Les Morvandiaux : trois histoires dans un village

28 min
À retrouver dans l'émission

Dans le village de la Tagnière en Saône-et-Loire, Marc raconte comment il a sauvé et adopté un sanglier. Martine tient aujourd'hui l'épicerie du village, mais un jour elle était championne de catch en pleine guerre du Liban. Jeanne se souvient être devenue mère trop tôt.

Village de la Tagnière
Village de la Tagnière Crédits : Léa Minod

La Tagnière est un village au Sud du Morvan habité par 237 personnes. On y trouve une école, un café associatif, une épicerie, une auberge, une église… C’est un village comme tous les microcosmes avec de gentilles rancœurs et des vieilles rumeurs, des bruits qui se diffusent à la vitesse du vent, des événements qui retentissent longtemps et des vieux qui se souviennent de tout. 

Marc raconte comment il a adopté un sanglier alors qu’il était parti pour chasser ! 

"Je vais à la chasse, ce n’est pas forcément pour tuer ! C’est pour voir les bêtes vivre en liberté !"

"Alors, on était devenu sa mère ! Et il a poussé comme un champignon ; les chiens de chasse et mon petit-fils jouaient avec Juliette-le-sanglier"

Martine tient aujourd'hui l'épicerie du village, mais dans les années 1980, elle était championne de catch en pleine guerre du Liban.
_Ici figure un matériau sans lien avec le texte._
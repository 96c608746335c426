use thiserror::Error;

/// Every failure the reconciliation core can surface to the driver.
#[derive(Debug, Error)]
pub enum SyncError {
    /// Connection failure or non-success status from the proxy admin API
    /// or the container runtime.
    #[error("transport error talking to {endpoint}: {message}")]
    Transport { endpoint: String, message: String },

    /// A response body that could not be parsed.
    #[error("failed to decode response from {endpoint}: {source}")]
    Decode {
        endpoint: String,
        #[source]
        source: serde_json::Error,
    },

    /// A destroy notification arrived for an identity the table never saw.
    #[error("destroy received for untracked instance `{identity}`; desired state has drifted")]
    Consistency { identity: String },

    #[error("invalid configuration: {0}")]
    Configuration(String),

    #[error("failed to encode routing payload: {0}")]
    Encode(#[from] serde_json::Error),

    #[error("event producer task failed: {0}")]
    Producer(#[from] tokio::task::JoinError),
}

impl SyncError {
    pub fn transport(endpoint: impl Into<String>, err: impl std::fmt::Display) -> Self {
        SyncError::Transport {
            endpoint: endpoint.into(),
            message: err.to_string(),
        }
    }

    /// True for the errors [`crate::retry::with_backoff`] retries.
    pub fn is_transient(&self) -> bool {
        matches!(self, SyncError::Transport { .. })
    }
}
En début de carrière, elle conserve son patronyme : Martine Métro ; quelques années plus tard, elle prend un pseudo : Shirley Nolan ! Elle nous raconte ses entraînements puis ses premiers combats dans de vieux immeubles parisiens

"C’était un milieu très masculin ! on était une quinzaine de femmes, pas des bimbos ! Faire du catch, ça me défoulait. Je sortais de mon travail à la crèche et je venais m’entraîner !"

En 1984, les frères Mansour lui proposent de monter sur le ring au Liban. Les catcheurs arrivent au stade en pleine guerre du Liban ! 
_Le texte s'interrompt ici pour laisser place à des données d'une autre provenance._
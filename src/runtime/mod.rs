use async_trait::async_trait;
use tokio::task::JoinHandle;
use tokio_util::sync::CancellationToken;

use crate::error::SyncError;
use crate::types::Instance;

pub mod channel;
pub mod docker;
pub use channel::{BufferPolicy, EventStream, Observation, Overflow};
pub use docker::{DockerRuntime, LabelKeys};

/// A live event subscription: the stream the driver consumes and the task
/// feeding it.  The task resolves once the stream is closed, with the error
/// that ended it, if any.
pub struct Subscription {
    pub events: EventStream,
    pub task: JoinHandle<Result<(), SyncError>>,
}

#[async_trait]
pub trait ContainerRuntime: Send + Sync {
    /// Every running container carrying the active label, with malformed
    /// entries already skipped.
    async fn snapshot(&self) -> Result<Vec<Instance>, SyncError>;

    /// Start watching create/destroy transitions.  The producer stops and
    /// closes the stream when `cancel` fires.
    fn subscribe(&self, buffer: BufferPolicy, cancel: CancellationToken) -> Subscription;
}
"On a cru que c’était des pétards ! puis on a vu des scènes de panique et compris que ça tirait à balles réelles ; c’était dangereux mais il ne m’est rien arrivé ! et je ne regrette pas ce voyage !"

Jeanne a 87 ans et se souvient être devenue mère trop tôt. Son père l’a mise à la porte en apprenant qu’elle était enceinte. 

"Je ne me suis pas mariée ! Il me faisait des promesses, puis j’ai appris qu’il était déjà marié ! J’ai eu ma fille à 18 ans -on était en 1950-."

"Ma fille a beaucoup été en nourrice ou en pension ; il fallait que je travaille ! On me guidait, je n’étais pas maîtresse de mes actes."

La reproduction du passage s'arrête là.